For Russia, pushing lies comes cheap. What's so tragic about China's complicity is how Chinese leaders are hurting themselves.

If COVID-19 occurred naturally, probably jumping from bat virus directly to human or via an intermediate animal, this calls into question China's surveillance programs. It indicates the government can't stop the next pandemic. If the virus originated from a careless lab accident, lab safety must be rectified.

Whether from nationalism or fear of embarrassment, China is trapping itself with these fake narratives that prevent the world from discovering the true origins of the virus. But the world is trapped, too.

China clearly intends to keep stonewalling. "The WHO, the G7 advanced nations, and President Biden have all asked China to cooperate, but they have gone the disinformation route," notes Ruggiero. "So what comes next?

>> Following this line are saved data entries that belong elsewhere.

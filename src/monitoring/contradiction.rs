//! 结论翻转检测：为 NOVELTY 提供矛盾信号
//!
//! 每次回复按立场词表打分（按词匹配，前一个词是 not / no / never 时取反），
//! 与最近一次表明立场的回复方向相反时报告矛盾。没有立场词的回复不改变记录。

use serde::Serialize;

use crate::monitoring::Contradiction;

/// 支持 / 肯定结论
pub const SUPPORTING_WORDS: &[&str] = &[
    "healthy",
    "beneficial",
    "benefit",
    "benefits",
    "safe",
    "effective",
    "true",
    "correct",
    "confirmed",
];

/// 反对 / 否定结论
pub const OPPOSING_WORDS: &[&str] = &[
    "harmful",
    "harm",
    "risk",
    "risks",
    "dangerous",
    "unsafe",
    "ineffective",
    "false",
    "incorrect",
    "refuted",
];

const NEGATIONS: &[&str] = &["not", "no", "never"];

const BASE_CONFIDENCE: f64 = 0.5;
const PER_MARKER: f64 = 0.1;

#[derive(Clone, Copy, Debug, PartialEq, Eq, Serialize)]
#[serde(rename_all = "snake_case")]
pub enum Stance {
    Supports,
    Opposes,
}

impl Stance {
    fn as_str(&self) -> &'static str {
        match self {
            Stance::Supports => "supporting",
            Stance::Opposes => "opposing",
        }
    }
}

/// 一段文本的立场与强度（净命中数）
#[derive(Clone, Copy, Debug, PartialEq, Eq)]
pub struct StanceReading {
    pub stance: Stance,
    pub strength: usize,
}

/// 单次运行内的立场追踪器
#[derive(Clone, Debug, Default)]
pub struct ContradictionDetector {
    last: Option<StanceReading>,
}

impl ContradictionDetector {
    pub fn new() -> Self {
        Self::default()
    }

    /// 文本立场；支持与反对相互抵消，持平时无立场
    pub fn stance(text: &str) -> Option<StanceReading> {
        let lowered = text.to_lowercase();
        let words: Vec<&str> = lowered
            .split(|c: char| !c.is_alphanumeric() && c != '\'')
            .filter(|w| !w.is_empty())
            .collect();

        let mut score: i64 = 0;
        for (i, word) in words.iter().enumerate() {
            let polarity = if SUPPORTING_WORDS.contains(word) {
                1
            } else if OPPOSING_WORDS.contains(word) {
                -1
            } else {
                continue;
            };
            let negated = i > 0 && NEGATIONS.contains(&words[i - 1]);
            score += if negated { -polarity } else { polarity };
        }

        let strength = score.unsigned_abs() as usize;
        match score {
            0 => None,
            s if s > 0 => Some(StanceReading {
                stance: Stance::Supports,
                strength,
            }),
            _ => Some(StanceReading {
                stance: Stance::Opposes,
                strength,
            }),
        }
    }

    /// 记录本轮回复；与上一个立场相反时返回矛盾
    pub fn observe(&mut self, text: &str) -> Option<Contradiction> {
        let current = Self::stance(text)?;
        let previous = self.last.replace(current)?;
        if previous.stance == current.stance {
            return None;
        }
        let confidence =
            (BASE_CONFIDENCE + PER_MARKER * (previous.strength + current.strength) as f64).min(1.0);
        Some(Contradiction::new(
            format!(
                "Conclusion flipped from {} to {} between consecutive responses",
                previous.stance.as_str(),
                current.stance.as_str()
            ),
            confidence,
        ))
    }

    pub fn reset(&mut self) {
        self.last = None;
    }
}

"Where does this fit into the U.S.-China relationship?"

Where, indeed?

Biden has ordered a 90-day intelligence community review of the pandemic's origins that should be completed in August. But, absent critical Chinese data, that report won't be definitive. And any move to pressure China to comply with the WHO's crucial requests will impact fading U.S. hopes for Chinese cooperation on other issues.

Yet to permit China to hide the origins of this coronavirus boosts the chance of another pandemic ― a risk the U.S. can't afford to take.

Moreover, to let China and Russia spread a lie about a U.S. bioweapon presents other dangers. "If we allow it without challenge they will convince large swathes of the [developing] world that the U.S. is the source of the virus," says cybersecurity expert Clint Watts, author of "Messing With the Enemy." "The U.S. is not aggressive enough in its messaging. It is a war over perceptions."

Even as the administration fights misinformation about COVID-19 on the home front, Biden must figure out how to fight China's Big COVID Lie and press Beijing to come clean.